Учитывая все вышесказанное, сломанный нос Микеланджело представляет для нас определенную проблему. На первый взгляд, трудно совместить представление о Микеланджело как о воплощенном человеке эпохи Возрождения с образом задиристого и высокомерного подростка, дерущегося в церкви. Несомненно, мы имеем дело с двумя сторонами характера одного человека, но возникает вопрос, как нам понять причудливую и явно противоречивую природу характера Микеланджело? Как один и тот же человек мог создавать новаторские, возвышенные произведения искусства и быть подверженным столь низким привычкам? Как примирить сломанный нос Микеланджело с высокими идеями Ренессанса?
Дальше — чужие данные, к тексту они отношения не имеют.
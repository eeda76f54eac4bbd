use std::borrow::Cow;
use tripsplit_domain::TripId;

pub const USAGE: &str = "Usage: tripsplit <ledger.json> [trip_id] [--json]";

#[derive(Debug, PartialEq, Eq)]
pub struct CliArgs {
    pub path: String,
    /// Report every trip in the document when absent.
    pub trip_id: Option<TripId>,
    pub json: bool,
}

impl CliArgs {
    pub fn parse(args: impl IntoIterator<Item = String>) -> Result<Self, Cow<'static, str>> {
        let mut positional = Vec::new();
        let mut json = false;

        for arg in args {
            match arg.as_str() {
                "--json" => json = true,
                "-h" | "--help" => return Err(USAGE.into()),
                flag if flag.starts_with("--") => {
                    return Err(format!("Unknown option '{flag}'\n{USAGE}").into());
                }
                _ => positional.push(arg),
            }
        }

        let mut positional = positional.into_iter();
        let Some(path) = positional.next() else {
            return Err(USAGE.into());
        };
        let trip_id = positional.next().map(TripId::new);
        if let Some(extra) = positional.next() {
            return Err(format!("Unexpected argument '{extra}'\n{USAGE}").into());
        }

        Ok(Self {
            path,
            trip_id,
            json,
        })
    }
}
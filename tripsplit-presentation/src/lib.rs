#![warn(clippy::uninlined_format_args)]

pub mod error_presenter;
pub mod ledger_presenter;
pub mod text_table;

pub use error_presenter::format_service_error;
pub use ledger_presenter::{LedgerPresenter, LedgerView, format_amount};
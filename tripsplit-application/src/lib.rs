#![warn(clippy::uninlined_format_args)]

pub mod error;
pub mod ledger_service;
pub mod model;
pub mod ports;
pub mod settings;

pub use error::{LedgerServiceError, SettlementOptimizationError, StoreError};
pub use ledger_service::LedgerService;
pub use model::{TripLedgerReport, TripSnapshot};
pub use ports::{LedgerRecordStore, RefundScope, SettlementOptimizer};
pub use settings::LedgerSettings;
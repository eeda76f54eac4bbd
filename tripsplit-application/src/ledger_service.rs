use crate::{
    error::LedgerServiceError,
    model::{TripLedgerReport, TripSnapshot},
    ports::{LedgerRecordStore, RefundScope, SettlementOptimizer},
    settings::LedgerSettings,
};
use fxhash::FxHashMap;
use tripsplit_domain::{
    BalanceCalculator, BalanceReport, Expense, ExpenseId, MemberId, Money, Refund, TripId,
};

/// Fetches a trip's records, derives balances and a settlement plan.
///
/// Holds no state between calls; every report is computed from a fresh
/// snapshot of the store.
#[derive(Clone, Copy)]
pub struct LedgerService<'a> {
    store: &'a dyn LedgerRecordStore,
    optimizer: &'a dyn SettlementOptimizer,
    settings: LedgerSettings,
}

impl<'a> LedgerService<'a> {
    pub fn new(
        store: &'a dyn LedgerRecordStore,
        optimizer: &'a dyn SettlementOptimizer,
        settings: LedgerSettings,
    ) -> Self {
        Self {
            store,
            optimizer,
            settings,
        }
    }

    pub fn settings(&self) -> LedgerSettings {
        self.settings
    }

    pub fn load_snapshot(&self, trip_id: &TripId) -> Result<TripSnapshot, LedgerServiceError> {
        let mut trip = self.store.fetch_trip(trip_id)?;
        trip.members = self.store.fetch_members(trip_id)?;
        let mut expenses = self.store.fetch_expenses(trip_id)?;
        let refunds = self.store.fetch_refunds(RefundScope::Trip(trip_id))?;
        attach_refunds(&mut expenses, refunds);
        let settlements = self.store.fetch_settlements(trip_id)?;

        Ok(TripSnapshot {
            trip,
            expenses,
            settlements,
        })
    }

    pub fn build_report(&self, trip_id: &TripId) -> Result<TripLedgerReport, LedgerServiceError> {
        let snapshot = self.load_snapshot(trip_id)?;
        self.report_for(snapshot)
    }

    pub fn report_for(&self, snapshot: TripSnapshot) -> Result<TripLedgerReport, LedgerServiceError> {
        let calculator = BalanceCalculator::new(self.settings.balance_options());
        let BalanceReport { balances, skipped } = calculator.compute(
            &snapshot.trip.members,
            &snapshot.expenses,
            &snapshot.settlements,
        )?;
        let suggestions = self.optimizer.optimize(
            &balances,
            &snapshot.trip.currency,
            self.settings.settlement_context(),
        )?;

        let total_expenses = snapshot.total_expenses();
        let TripSnapshot { trip, expenses, .. } = snapshot;
        tracing::info!(
            trip_id = %trip.id,
            expense_count = expenses.len(),
            balance_count = balances.len(),
            suggestion_count = suggestions.len(),
            skipped_count = skipped.len(),
            "Trip ledger computed"
        );

        Ok(TripLedgerReport {
            trip_id: trip.id,
            trip_name: trip.name,
            trip_description: trip.description,
            currency: trip.currency,
            total_expenses,
            expenses: expenses.iter().map(Expense::summary).collect(),
            balances,
            suggestions,
            skipped,
        })
    }

    /// The member's rounded balance; zero when no record references them.
    pub fn balance_for(
        &self,
        trip_id: &TripId,
        member_id: &MemberId,
    ) -> Result<Money, LedgerServiceError> {
        let report = self.build_report(trip_id)?;
        Ok(report
            .balance_of(member_id)
            .map_or(Money::ZERO, |balance| balance.amount))
    }

    pub fn expense_refunds(&self, expense_id: &ExpenseId) -> Result<Vec<Refund>, LedgerServiceError> {
        Ok(self.store.fetch_refunds(RefundScope::Expense(expense_id))?)
    }
}

fn attach_refunds(expenses: &mut [Expense], refunds: Vec<Refund>) {
    let mut by_expense: FxHashMap<ExpenseId, Vec<Refund>> = FxHashMap::default();
    for refund in refunds {
        by_expense
            .entry(refund.expense_id.clone())
            .or_default()
            .push(refund);
    }

    for expense in expenses.iter_mut() {
        expense.refunds = by_expense.remove(&expense.id).unwrap_or_default();
    }

    for (expense_id, orphans) in by_expense {
        tracing::warn!(
            expense_id = %expense_id,
            refund_count = orphans.len(),
            "Ignoring refunds whose expense is not part of the trip"
        );
    }
}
Проблема заключается не в Микеланджело и его носе, но в том, как рассматривать сам Ренессанс. На первый взгляд, это может показаться удивительным. Слово «Ренессанс» стало настолько общим местом, что его смысл может показаться очевидным, даже бесспорным. Термин неразрывно связан с периодом культурного возрождения и художественной красоты. При звуке этого слова перед нами возникают образы возвышенного мира Сикстинской капеллы, купола Брунеллески, Большого канала, Моны Лизы. Мы вспоминаем имена Джотто, Леонардо и Боттичелли.
Но, несмотря на то что термин этот нам очень знаком, он довольно ненадежен. С момента возникновения современной критической школы историки постоянно спорят о том, как следует понимать это «возрождение», особенно в отношении визуальных искусств. За многие годы возникло множество разнообразных истолкований, и каждое обращается к своему аспекту нашего представления о юном Микеланджело.
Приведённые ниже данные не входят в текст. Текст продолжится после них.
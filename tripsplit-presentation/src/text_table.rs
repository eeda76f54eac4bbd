use std::{borrow::Cow, fmt::Write};

const CELL_PADDING: usize = 1;
const MIN_COLUMN_WIDTH: usize = 3;
const SECTION_SPACING: &str = "\n\n";

/// Builds a pipe-delimited plain-text table.
#[derive(Default)]
pub struct TextTableBuilder<'a, Seq> {
    headers: &'a [Cow<'a, str>],
    rows: Vec<Seq>,
    alignments: Cow<'a, [Alignment]>,
}

#[derive(Clone, Copy, Debug, Default, PartialEq, Eq)]
pub enum Alignment {
    #[default]
    Left,
    Right,
}

impl<'a, Seq> TextTableBuilder<'a, Seq>
where
    Seq: AsRef<[Cow<'a, str>]> + Default,
{
    pub fn new() -> Self {
        Self::default()
    }

    pub fn alignments(mut self, alignments: &'a [Alignment]) -> Self {
        self.alignments = Cow::Borrowed(alignments);
        self
    }

    pub fn headers(mut self, headers: &'a [Cow<'a, str>]) -> Self {
        self.headers = headers;
        if self.alignments.is_empty() {
            self.alignments = Cow::Owned(vec![Alignment::default(); self.headers.len()]);
        }
        self
    }

    pub fn row(mut self, row: Seq) -> Self {
        self.rows.push(row);
        self
    }

    pub fn build(self) -> String {
        let col_count = self.headers.len();
        if col_count == 0 {
            return String::new();
        }

        let mut col_widths: Vec<usize> = self
            .headers
            .iter()
            .map(|h| display_width(h).max(MIN_COLUMN_WIDTH))
            .collect();
        for row in &self.rows {
            for (i, cell) in row.as_ref().iter().enumerate().take(col_count) {
                col_widths[i] = col_widths[i].max(display_width(cell));
            }
        }

        let alignment_of = |i: usize| self.alignments.get(i).copied().unwrap_or_default();
        let mut table = String::with_capacity(64 * (self.rows.len() + 2));

        write_line(&mut table, self.headers, &col_widths, alignment_of);

        table.push('|');
        for (i, width) in col_widths.iter().enumerate() {
            let dashes = "-".repeat(*width + CELL_PADDING * 2 - 2);
            let _ = match alignment_of(i) {
                Alignment::Left => write!(&mut table, ":{dashes}-|"),
                Alignment::Right => write!(&mut table, "-{dashes}:|"),
            };
        }
        table.push('\n');

        for row in &self.rows {
            write_line(&mut table, row.as_ref(), &col_widths, alignment_of);
        }

        table
    }
}

fn write_line(
    out: &mut String,
    cells: &[Cow<'_, str>],
    col_widths: &[usize],
    alignment_of: impl Fn(usize) -> Alignment,
) {
    out.push('|');
    for (i, width) in col_widths.iter().enumerate() {
        let cell = cells.get(i).map_or("", |cell| cell.as_ref());
        let cell = sanitize_cell(cell);
        let gap = width.saturating_sub(display_width(&cell));
        let (left, right) = match alignment_of(i) {
            Alignment::Left => (0, gap),
            Alignment::Right => (gap, 0),
        };
        let pad = " ".repeat(CELL_PADDING);
        let _ = write!(
            out,
            "{pad}{}{cell}{}{pad}|",
            " ".repeat(left),
            " ".repeat(right)
        );
    }
    out.push('\n');
}

/// Terminal columns taken by `text`; wide (non-ASCII) characters count double.
fn display_width(text: &str) -> usize {
    text.chars().map(|c| if c.is_ascii() { 1 } else { 2 }).sum()
}

fn sanitize_cell(s: &str) -> Cow<'_, str> {
    if !s.contains(['|', '\n', '\r']) {
        return Cow::Borrowed(s);
    }

    let mut result = String::with_capacity(s.len() + 4);
    for c in s.chars() {
        match c {
            '|' => result.push_str("\\|"),
            '\n' | '\r' => result.push(' '),
            _ => result.push(c),
        }
    }
    Cow::Owned(result)
}

/// Joins rendered sections with a blank line between them.
pub fn combine_sections(sections: &[&str]) -> Option<String> {
    let sections: Vec<&str> = sections
        .iter()
        .map(|section| section.trim_end_matches('\n'))
        .filter(|section| !section.is_empty())
        .collect();
    if sections.is_empty() {
        return None;
    }

    let mut combined = sections.join(SECTION_SPACING);
    combined.push('\n');
    Some(combined)
}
Для некоторых определяющей характеристикой искусства Ренессанса от Джотто до Микеланджело является острое чувство индивидуальности. Если средние века принято считать периодом, когда человеческое сознание «лежало в полусне под тонким покрывалом веры, иллюзий и детских предубеждений», то великий швейцарский историк Якоб Буркхардт считал, что Ренессанс был эпохой, когда впервые «человек стал духовным индивидуумом», способным определять себя по собственному уникальному совершенству вне ограничений гильдий или общества.27 Хотя слова Буркхардта явно окрашены вышедшим из моды духом романтизма XIX в., это истолкование оказалось поразительно долговечным. Несмотря на то что более поздние ученые гораздо больше, чем Буркхардт, уделяли внимания социальному контексту художественного труда (мастерским, гильдиям и т. и.),28 Стивен Гринблатт недавно пересмотрел суть своих аргументов в свете способности человека Ренессанса к «формированию своего «я».29 И это не только показало сохраняющуюся привлекательность теории Буркхардта, но еще и дало новый толчок его пониманию характера художника эпохи Возрождения.
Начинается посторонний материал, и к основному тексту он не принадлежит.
/// Record store kept entirely in memory.
///
/// Expenses are stored without their refunds; refunds live in a per-trip list
/// and are joined back by the application layer.
#[derive(Default)]
pub struct InMemoryLedgerStore {
    trips: FxHashMap<TripId, TripRecords>,
    // expense id -> owning trip
    expense_trips: FxHashMap<ExpenseId, TripId>,
}

impl InMemoryLedgerStore {
    pub fn new() -> Self {
        Self::default()
    }

    /// Adds a trip, or replaces the header (name, currency, members) of an
    /// existing one while keeping its records.
    pub fn insert_trip(&mut self, trip: Trip) -> Option<Trip> {
        match self.trips.get_mut(&trip.id) {
            Some(records) => Some(std::mem::replace(&mut records.trip, trip)),
            None => {
                self.trips.insert(trip.id.clone(), TripRecords::new(trip));
                None
            }
        }
    }

    pub fn add_member(&mut self, trip_id: &TripId, member: Member) -> Result<(), StoreError> {
        let records = self.trip_mut(trip_id)?;
        if !records.trip.is_member(&member.id) {
            records.trip.members.push(member);
        }
        Ok(())
    }

    /// Drops the member from the trip roster. Expenses, refunds and
    /// settlements that mention the member are kept as recorded.
    pub fn remove_member(
        &mut self,
        trip_id: &TripId,
        member_id: &MemberId,
    ) -> Result<Member, StoreError> {
        let records = self.trip_mut(trip_id)?;
        let position = records
            .trip
            .members
            .iter()
            .position(|member| &member.id == member_id)
            .ok_or_else(|| StoreError::MemberNotFound {
                trip_id: trip_id.clone(),
                member_id: member_id.clone(),
            })?;
        let member = records.trip.members.remove(position);
        tracing::debug!(
            trip_id = %trip_id,
            member_id = %member_id,
            "Member removed from trip roster"
        );
        Ok(member)
    }

    /// Records an expense, replacing a previous version with the same id.
    /// Refunds nested in `expense` are moved into the refund list.
    pub fn record_expense(&mut self, mut expense: Expense) -> Result<(), StoreError> {
        if let Some(owner) = self.expense_trips.get(&expense.id)
            && owner != &expense.trip_id
        {
            return Err(StoreError::ExpenseOwnedElsewhere {
                expense_id: expense.id,
                owner: owner.clone(),
            });
        }

        let nested = std::mem::take(&mut expense.refunds);
        let expense_id = expense.id.clone();
        let trip_id = expense.trip_id.clone();
        let records = self.trip_mut(&trip_id)?;
        match records.expense_position(&expense_id) {
            Some(position) => records.expenses[position] = expense,
            None => records.expenses.push(expense),
        }
        self.expense_trips.insert(expense_id, trip_id);

        for refund in nested {
            self.record_refund(refund)?;
        }
        Ok(())
    }

    /// Replaces the payer and split lists of an existing expense.
    pub fn update_expense_shares(
        &mut self,
        expense_id: &ExpenseId,
        payers: Vec<PayerShare>,
        splits: Vec<SplitShare>,
    ) -> Result<(), StoreError> {
        let expense = self.expense_mut(expense_id)?;
        expense.payers = payers;
        expense.splits = splits;
        Ok(())
    }

    pub fn record_refund(&mut self, refund: Refund) -> Result<(), StoreError> {
        let trip_id = self.owning_trip(&refund.expense_id)?.clone();
        let records = self.trip_mut(&trip_id)?;
        match records
            .refunds
            .iter()
            .position(|existing| existing.id == refund.id)
        {
            Some(position) => records.refunds[position] = refund,
            None => records.refunds.push(refund),
        }
        Ok(())
    }

    pub fn record_settlement(&mut self, settlement: SettlementRecord) -> Result<(), StoreError> {
        let records = self.trip_mut(&settlement.trip_id)?;
        match records
            .settlements
            .iter()
            .position(|existing| existing.id == settlement.id)
        {
            Some(position) => records.settlements[position] = settlement,
            None => records.settlements.push(settlement),
        }
        Ok(())
    }

    /// Removes the trip together with all of its expenses, refunds and
    /// settlements.
    pub fn delete_trip(&mut self, trip_id: &TripId) -> Result<Trip, StoreError> {
        let records = self
            .trips
            .remove(trip_id)
            .ok_or_else(|| StoreError::TripNotFound(trip_id.clone()))?;
        for expense in &records.expenses {
            self.expense_trips.remove(&expense.id);
        }
        tracing::debug!(
            trip_id = %trip_id,
            expense_count = records.expenses.len(),
            refund_count = records.refunds.len(),
            settlement_count = records.settlements.len(),
            "Trip deleted with its records"
        );
        Ok(records.trip)
    }

    /// Removes the expense and every refund recorded against it.
    pub fn delete_expense(&mut self, expense_id: &ExpenseId) -> Result<Expense, StoreError> {
        let trip_id = self.owning_trip(expense_id)?.clone();
        let records = self.trip_mut(&trip_id)?;
        let position = records
            .expense_position(expense_id)
            .ok_or_else(|| StoreError::ExpenseNotFound(expense_id.clone()))?;
        let mut expense = records.expenses.remove(position);

        let (removed, kept): (Vec<Refund>, Vec<Refund>) = std::mem::take(&mut records.refunds)
            .into_iter()
            .partition(|refund| &refund.expense_id == expense_id);
        records.refunds = kept;
        expense.refunds = removed;
        self.expense_trips.remove(expense_id);
        Ok(expense)
    }

    pub fn delete_refund(&mut self, refund_id: &RefundId) -> Result<Refund, StoreError> {
        for records in self.trips.values_mut() {
            if let Some(position) = records.refunds.iter().position(|refund| &refund.id == refund_id)
            {
                return Ok(records.refunds.remove(position));
            }
        }
        Err(StoreError::RefundNotFound(refund_id.clone()))
    }

    pub fn delete_settlement(
        &mut self,
        settlement_id: &SettlementId,
    ) -> Result<SettlementRecord, StoreError> {
        for records in self.trips.values_mut() {
            if let Some(position) = records
                .settlements
                .iter()
                .position(|settlement| &settlement.id == settlement_id)
            {
                return Ok(records.settlements.remove(position));
            }
        }
        Err(StoreError::SettlementNotFound(settlement_id.clone()))
    }

    /// Trip ids in ascending order.
    pub fn trip_ids(&self) -> Vec<TripId> {
        let mut ids: Vec<TripId> = self.trips.keys().cloned().collect();
        ids.sort();
        ids
    }

    fn trip(&self, trip_id: &TripId) -> Result<&TripRecords, StoreError> {
        self.trips
            .get(trip_id)
            .ok_or_else(|| StoreError::TripNotFound(trip_id.clone()))
    }

    fn trip_mut(&mut self, trip_id: &TripId) -> Result<&mut TripRecords, StoreError> {
        self.trips
            .get_mut(trip_id)
            .ok_or_else(|| StoreError::TripNotFound(trip_id.clone()))
    }

    fn owning_trip(&self, expense_id: &ExpenseId) -> Result<&TripId, StoreError> {
        self.expense_trips
            .get(expense_id)
            .ok_or_else(|| StoreError::ExpenseNotFound(expense_id.clone()))
    }

    fn expense_mut(&mut self, expense_id: &ExpenseId) -> Result<&mut Expense, StoreError> {
        let trip_id = self.owning_trip(expense_id)?.clone();
        let records = self.trip_mut(&trip_id)?;
        let position = records
            .expense_position(expense_id)
            .ok_or_else(|| StoreError::ExpenseNotFound(expense_id.clone()))?;
        Ok(&mut records.expenses[position])
    }
}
Другие ученые основной особенностью Ренессанса считают достижение более высокой степени натурализма в искусстве. Но сторонникам этой теории достаточно всего лишь указать на явное сходство между фигурами на юношеском барельефе Микеланджело «Битва кентавров» и фасадами Шартрского собора, после чего их определение теряет всю привлекательность и силу. В рамках такого истолкования разработка полного теоретического понимания линейной перспективы, математическое и практическое выражение которой дали Лоренцо Гиберти и Филиппо Брунеллески, явила собой решительную перемену не только в технике живописи, но и в скульптуре.30
Для третьих понятие «Ренессанс» включает в себя новый интерес к орнаментам, украшениям и декорированию. Всплеск повышенного интереса к визуальной роскоши и пышным украшениям явился канвой, на которой и возникли индивидуализм и линейная перспектива.31
Но самая значительная и влиятельная теория рассматривает Ренессанс как более буквальную и прямолинейную форму «возрождения» и представляет все другие достижения – индивидуализм, натурализм, украшения – в качестве прелюдии или следствия абсолютного открытия античных сюжетов, моделей и мотивов, свидетельством чего является искусная проделка Микеланджело – его ныне утраченная «Голова фавна». Даже поверхностное знакомство с тесными связями Микеланджело с кружком гуманистов, сложившимся вокруг Лоренцо де Медичи, показывает, что эта теория исходит из предположения о тесной – даже слишком тесной – связи между визуальными искусствами и литературной культурой гуманистов.32
Поскольку такая теория отчетливо связана с буквальным значением слова «Ренессанс» и охватывает его настолько полно, что ее можно считать наиболее полной характеристикой периода. Неудивительно, что она считается наиболее привлекательной. Однако если мы будем рассматривать сломанный нос Микеланджело, то у нас начинаются проблемы.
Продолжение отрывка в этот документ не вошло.